EXERCISE DIRECTIONS: All lines with the word "ViewerError" are to be found and copied from the listing.

WORKING DATA:
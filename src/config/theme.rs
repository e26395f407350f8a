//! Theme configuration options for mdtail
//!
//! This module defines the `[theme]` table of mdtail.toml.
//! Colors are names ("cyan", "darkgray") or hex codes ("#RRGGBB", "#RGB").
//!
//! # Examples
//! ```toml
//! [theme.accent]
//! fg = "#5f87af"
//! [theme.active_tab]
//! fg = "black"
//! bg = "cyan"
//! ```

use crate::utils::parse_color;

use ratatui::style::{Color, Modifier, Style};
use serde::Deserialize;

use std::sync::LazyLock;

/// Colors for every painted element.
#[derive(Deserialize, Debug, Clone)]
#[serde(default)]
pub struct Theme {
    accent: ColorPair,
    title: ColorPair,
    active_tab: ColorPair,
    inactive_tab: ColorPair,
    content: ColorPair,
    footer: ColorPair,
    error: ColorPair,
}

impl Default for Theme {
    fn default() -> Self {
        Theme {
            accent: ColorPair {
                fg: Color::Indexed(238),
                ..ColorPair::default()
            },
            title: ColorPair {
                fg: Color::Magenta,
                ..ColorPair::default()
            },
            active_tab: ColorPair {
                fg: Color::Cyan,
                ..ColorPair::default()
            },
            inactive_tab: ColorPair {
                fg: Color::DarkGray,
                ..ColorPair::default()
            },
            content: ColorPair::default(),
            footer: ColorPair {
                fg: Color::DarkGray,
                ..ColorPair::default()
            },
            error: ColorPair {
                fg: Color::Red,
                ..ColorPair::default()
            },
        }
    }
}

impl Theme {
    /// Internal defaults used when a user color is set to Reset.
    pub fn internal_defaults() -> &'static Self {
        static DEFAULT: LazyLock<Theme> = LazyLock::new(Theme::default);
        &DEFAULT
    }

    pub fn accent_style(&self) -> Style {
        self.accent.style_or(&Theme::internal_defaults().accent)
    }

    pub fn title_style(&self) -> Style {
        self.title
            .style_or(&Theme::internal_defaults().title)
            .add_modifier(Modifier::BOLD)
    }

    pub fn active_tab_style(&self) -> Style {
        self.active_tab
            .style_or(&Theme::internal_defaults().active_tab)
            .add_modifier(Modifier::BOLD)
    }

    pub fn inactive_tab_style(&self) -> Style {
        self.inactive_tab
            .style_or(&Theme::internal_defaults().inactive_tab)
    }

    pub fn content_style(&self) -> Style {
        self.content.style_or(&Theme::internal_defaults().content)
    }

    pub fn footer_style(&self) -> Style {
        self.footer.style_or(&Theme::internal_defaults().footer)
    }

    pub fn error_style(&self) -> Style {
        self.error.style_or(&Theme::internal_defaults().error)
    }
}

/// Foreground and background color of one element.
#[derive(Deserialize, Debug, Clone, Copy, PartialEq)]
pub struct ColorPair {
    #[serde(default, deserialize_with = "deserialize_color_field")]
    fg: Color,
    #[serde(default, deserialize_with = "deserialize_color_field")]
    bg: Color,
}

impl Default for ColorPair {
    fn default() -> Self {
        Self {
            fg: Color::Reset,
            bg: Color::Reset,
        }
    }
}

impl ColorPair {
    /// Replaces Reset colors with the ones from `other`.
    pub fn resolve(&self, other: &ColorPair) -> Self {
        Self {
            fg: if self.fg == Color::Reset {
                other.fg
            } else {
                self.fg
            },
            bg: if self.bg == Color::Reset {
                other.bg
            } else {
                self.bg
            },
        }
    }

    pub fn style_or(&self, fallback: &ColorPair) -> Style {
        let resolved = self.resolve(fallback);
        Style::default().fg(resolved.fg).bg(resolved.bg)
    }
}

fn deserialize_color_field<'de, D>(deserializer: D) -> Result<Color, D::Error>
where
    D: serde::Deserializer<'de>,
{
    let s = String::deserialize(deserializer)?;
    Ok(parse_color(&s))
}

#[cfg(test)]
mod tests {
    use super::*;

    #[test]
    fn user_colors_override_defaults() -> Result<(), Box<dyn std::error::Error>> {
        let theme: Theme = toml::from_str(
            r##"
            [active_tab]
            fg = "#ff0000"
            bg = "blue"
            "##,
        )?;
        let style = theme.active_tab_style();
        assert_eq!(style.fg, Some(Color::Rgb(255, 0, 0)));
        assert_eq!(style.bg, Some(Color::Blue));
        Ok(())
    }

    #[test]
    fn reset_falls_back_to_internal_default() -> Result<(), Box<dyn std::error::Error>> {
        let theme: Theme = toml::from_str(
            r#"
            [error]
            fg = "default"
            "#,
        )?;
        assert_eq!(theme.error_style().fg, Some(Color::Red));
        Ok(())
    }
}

--

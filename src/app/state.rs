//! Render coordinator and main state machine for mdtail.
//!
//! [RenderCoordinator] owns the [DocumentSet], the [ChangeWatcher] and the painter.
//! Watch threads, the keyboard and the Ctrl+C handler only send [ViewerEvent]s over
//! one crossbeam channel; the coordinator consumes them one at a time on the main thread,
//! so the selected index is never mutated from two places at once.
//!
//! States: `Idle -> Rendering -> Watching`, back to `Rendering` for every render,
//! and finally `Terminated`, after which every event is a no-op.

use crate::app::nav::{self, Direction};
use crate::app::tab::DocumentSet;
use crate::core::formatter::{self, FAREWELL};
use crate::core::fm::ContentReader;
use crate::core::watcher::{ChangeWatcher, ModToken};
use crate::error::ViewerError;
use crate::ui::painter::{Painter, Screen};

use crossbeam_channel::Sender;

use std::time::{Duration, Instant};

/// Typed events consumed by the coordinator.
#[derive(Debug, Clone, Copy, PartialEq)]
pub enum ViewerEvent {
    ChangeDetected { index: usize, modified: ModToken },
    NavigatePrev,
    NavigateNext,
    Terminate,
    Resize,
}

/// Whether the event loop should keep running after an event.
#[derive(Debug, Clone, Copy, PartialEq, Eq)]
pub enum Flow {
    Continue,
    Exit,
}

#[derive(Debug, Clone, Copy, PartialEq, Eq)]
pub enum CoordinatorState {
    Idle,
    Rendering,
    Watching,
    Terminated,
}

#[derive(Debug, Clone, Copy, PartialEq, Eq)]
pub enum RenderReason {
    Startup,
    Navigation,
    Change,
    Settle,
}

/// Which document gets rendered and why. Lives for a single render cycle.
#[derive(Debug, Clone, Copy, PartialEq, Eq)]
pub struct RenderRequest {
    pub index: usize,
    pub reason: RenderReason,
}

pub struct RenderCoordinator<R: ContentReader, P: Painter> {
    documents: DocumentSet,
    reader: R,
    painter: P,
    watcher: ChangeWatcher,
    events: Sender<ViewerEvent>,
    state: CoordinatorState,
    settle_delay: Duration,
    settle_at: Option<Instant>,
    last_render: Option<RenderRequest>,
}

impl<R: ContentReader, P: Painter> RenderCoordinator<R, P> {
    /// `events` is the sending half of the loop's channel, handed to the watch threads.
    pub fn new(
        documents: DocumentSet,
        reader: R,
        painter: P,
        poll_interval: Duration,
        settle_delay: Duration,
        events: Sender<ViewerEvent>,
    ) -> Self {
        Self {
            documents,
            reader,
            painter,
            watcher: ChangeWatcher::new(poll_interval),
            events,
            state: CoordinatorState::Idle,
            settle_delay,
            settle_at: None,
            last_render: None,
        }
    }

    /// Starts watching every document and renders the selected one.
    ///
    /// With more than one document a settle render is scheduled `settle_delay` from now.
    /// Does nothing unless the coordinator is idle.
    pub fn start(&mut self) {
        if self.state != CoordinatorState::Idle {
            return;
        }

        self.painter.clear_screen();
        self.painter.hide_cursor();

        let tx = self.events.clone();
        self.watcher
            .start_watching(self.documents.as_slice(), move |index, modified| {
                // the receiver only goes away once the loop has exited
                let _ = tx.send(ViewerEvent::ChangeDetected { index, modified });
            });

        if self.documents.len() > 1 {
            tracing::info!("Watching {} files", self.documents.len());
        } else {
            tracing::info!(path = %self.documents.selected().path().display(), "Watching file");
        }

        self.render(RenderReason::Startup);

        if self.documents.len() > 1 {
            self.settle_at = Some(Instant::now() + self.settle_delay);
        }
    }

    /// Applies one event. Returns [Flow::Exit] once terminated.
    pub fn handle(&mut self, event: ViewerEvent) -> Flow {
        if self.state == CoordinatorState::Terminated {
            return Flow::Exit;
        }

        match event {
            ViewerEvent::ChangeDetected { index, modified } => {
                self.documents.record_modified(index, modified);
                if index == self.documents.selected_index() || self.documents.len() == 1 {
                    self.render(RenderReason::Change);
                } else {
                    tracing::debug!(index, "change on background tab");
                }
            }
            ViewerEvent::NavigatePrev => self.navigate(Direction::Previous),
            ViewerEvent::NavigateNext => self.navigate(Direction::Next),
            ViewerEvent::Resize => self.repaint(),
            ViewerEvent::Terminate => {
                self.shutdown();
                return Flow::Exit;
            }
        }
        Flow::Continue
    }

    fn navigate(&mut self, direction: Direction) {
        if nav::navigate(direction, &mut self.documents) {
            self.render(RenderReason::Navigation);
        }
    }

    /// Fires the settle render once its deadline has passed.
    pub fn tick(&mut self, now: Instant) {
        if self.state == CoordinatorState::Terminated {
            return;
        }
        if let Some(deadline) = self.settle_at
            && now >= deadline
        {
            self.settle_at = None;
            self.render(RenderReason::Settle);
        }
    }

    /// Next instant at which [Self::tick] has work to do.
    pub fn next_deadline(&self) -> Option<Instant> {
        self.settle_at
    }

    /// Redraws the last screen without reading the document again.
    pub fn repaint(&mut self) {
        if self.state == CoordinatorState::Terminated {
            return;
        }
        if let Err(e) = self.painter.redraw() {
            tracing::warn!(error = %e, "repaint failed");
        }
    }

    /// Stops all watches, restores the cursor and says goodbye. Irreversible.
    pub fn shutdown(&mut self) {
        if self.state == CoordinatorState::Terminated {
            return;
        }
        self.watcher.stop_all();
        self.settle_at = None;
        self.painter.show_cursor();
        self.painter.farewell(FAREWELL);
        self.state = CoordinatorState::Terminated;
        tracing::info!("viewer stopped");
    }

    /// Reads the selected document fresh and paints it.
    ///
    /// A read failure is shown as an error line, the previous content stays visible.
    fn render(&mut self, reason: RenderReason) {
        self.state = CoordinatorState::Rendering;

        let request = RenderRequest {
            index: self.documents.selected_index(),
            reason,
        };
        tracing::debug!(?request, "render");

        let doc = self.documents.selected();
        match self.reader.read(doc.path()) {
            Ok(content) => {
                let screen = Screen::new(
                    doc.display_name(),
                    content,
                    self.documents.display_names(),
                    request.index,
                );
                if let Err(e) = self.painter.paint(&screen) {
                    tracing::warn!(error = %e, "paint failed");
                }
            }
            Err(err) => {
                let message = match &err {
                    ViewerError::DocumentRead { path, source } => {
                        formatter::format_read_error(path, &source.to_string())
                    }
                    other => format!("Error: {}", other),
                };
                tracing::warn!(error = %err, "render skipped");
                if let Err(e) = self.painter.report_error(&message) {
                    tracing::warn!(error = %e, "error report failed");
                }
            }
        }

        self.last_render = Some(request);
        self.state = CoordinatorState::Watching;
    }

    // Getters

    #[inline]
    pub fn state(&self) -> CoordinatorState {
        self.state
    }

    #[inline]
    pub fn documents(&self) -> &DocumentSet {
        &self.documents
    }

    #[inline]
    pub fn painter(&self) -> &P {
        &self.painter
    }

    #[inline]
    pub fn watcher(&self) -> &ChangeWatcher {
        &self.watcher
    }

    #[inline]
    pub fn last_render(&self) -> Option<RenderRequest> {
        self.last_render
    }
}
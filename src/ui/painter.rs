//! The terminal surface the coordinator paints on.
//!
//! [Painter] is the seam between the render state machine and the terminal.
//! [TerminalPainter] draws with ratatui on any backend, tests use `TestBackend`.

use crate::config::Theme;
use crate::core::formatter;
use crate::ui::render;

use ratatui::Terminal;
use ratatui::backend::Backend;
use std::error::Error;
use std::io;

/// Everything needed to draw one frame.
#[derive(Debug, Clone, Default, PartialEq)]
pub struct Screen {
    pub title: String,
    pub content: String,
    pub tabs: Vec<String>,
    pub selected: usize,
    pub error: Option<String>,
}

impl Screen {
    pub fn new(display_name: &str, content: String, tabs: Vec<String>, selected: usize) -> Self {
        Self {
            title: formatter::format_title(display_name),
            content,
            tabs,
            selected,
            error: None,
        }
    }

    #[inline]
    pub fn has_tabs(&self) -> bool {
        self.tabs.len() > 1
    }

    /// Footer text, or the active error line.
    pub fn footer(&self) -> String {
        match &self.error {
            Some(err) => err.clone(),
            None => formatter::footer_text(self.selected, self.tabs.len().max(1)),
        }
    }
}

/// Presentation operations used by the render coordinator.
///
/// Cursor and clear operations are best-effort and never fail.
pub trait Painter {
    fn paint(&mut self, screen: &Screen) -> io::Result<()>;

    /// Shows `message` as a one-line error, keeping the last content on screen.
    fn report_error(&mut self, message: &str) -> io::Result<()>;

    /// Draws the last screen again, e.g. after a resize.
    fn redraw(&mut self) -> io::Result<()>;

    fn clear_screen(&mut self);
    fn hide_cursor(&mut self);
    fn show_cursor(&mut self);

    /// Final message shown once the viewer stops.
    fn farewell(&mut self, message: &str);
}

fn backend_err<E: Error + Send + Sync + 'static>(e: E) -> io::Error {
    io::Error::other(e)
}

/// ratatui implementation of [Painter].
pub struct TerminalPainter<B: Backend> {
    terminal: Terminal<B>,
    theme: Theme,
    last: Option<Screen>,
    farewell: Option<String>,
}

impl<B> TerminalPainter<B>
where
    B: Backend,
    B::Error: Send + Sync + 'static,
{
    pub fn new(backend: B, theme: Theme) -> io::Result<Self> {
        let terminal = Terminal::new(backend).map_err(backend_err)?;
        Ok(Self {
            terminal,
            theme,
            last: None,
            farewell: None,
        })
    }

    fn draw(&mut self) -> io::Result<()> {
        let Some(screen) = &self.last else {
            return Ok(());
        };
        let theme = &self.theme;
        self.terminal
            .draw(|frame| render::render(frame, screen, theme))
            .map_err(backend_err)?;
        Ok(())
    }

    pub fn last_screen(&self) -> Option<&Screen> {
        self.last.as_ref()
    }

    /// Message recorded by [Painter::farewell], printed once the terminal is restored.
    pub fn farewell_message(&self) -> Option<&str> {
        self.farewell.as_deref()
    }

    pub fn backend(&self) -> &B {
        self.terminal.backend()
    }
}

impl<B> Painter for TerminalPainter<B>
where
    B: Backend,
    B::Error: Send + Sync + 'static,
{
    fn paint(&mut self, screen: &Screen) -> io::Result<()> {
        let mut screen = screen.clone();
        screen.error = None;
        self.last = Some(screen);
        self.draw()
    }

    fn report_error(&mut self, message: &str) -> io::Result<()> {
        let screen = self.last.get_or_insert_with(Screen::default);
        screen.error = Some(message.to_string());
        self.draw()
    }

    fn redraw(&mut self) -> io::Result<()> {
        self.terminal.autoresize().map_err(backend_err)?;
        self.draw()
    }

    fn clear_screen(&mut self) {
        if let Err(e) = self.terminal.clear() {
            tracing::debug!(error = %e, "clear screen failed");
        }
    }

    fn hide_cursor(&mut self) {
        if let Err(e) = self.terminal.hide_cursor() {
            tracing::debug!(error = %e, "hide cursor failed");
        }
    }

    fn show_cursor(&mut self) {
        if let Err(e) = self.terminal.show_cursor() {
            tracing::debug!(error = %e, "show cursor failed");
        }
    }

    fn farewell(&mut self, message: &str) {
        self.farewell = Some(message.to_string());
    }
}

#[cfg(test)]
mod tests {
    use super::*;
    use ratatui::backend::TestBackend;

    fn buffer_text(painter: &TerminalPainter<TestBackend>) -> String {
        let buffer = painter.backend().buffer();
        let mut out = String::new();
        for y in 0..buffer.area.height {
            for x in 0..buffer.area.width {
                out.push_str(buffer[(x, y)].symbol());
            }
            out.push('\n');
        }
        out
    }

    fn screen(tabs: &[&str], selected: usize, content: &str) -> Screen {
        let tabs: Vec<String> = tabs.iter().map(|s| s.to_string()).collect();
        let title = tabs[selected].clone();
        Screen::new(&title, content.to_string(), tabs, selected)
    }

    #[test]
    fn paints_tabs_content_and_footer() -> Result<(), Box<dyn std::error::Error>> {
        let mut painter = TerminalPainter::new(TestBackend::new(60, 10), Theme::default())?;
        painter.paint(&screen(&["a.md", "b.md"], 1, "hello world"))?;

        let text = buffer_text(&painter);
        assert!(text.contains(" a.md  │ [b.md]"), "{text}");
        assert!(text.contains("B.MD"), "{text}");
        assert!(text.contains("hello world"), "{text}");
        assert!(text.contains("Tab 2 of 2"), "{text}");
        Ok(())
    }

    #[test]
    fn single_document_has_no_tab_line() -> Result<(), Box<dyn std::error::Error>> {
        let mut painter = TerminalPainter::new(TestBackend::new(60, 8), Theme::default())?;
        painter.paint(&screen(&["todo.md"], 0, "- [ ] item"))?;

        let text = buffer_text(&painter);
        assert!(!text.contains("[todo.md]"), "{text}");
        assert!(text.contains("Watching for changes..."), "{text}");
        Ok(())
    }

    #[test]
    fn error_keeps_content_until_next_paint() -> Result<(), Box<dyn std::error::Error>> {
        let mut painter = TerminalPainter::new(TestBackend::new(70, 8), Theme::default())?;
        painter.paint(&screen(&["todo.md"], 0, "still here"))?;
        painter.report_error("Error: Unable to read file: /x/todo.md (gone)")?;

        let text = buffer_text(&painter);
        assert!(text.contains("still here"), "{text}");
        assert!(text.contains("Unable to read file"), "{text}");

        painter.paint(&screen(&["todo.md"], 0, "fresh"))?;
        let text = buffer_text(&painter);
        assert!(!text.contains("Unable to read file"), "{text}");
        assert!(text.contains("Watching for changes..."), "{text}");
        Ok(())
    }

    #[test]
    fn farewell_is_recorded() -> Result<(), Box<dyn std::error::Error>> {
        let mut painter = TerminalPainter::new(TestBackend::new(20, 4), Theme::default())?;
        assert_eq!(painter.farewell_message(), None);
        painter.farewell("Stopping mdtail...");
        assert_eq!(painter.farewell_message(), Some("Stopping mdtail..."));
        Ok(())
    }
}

ANSWER TO THIS PROBLEM:
use crate::error::ViewerError;
                    ViewerError::DocumentRead { path, source } => {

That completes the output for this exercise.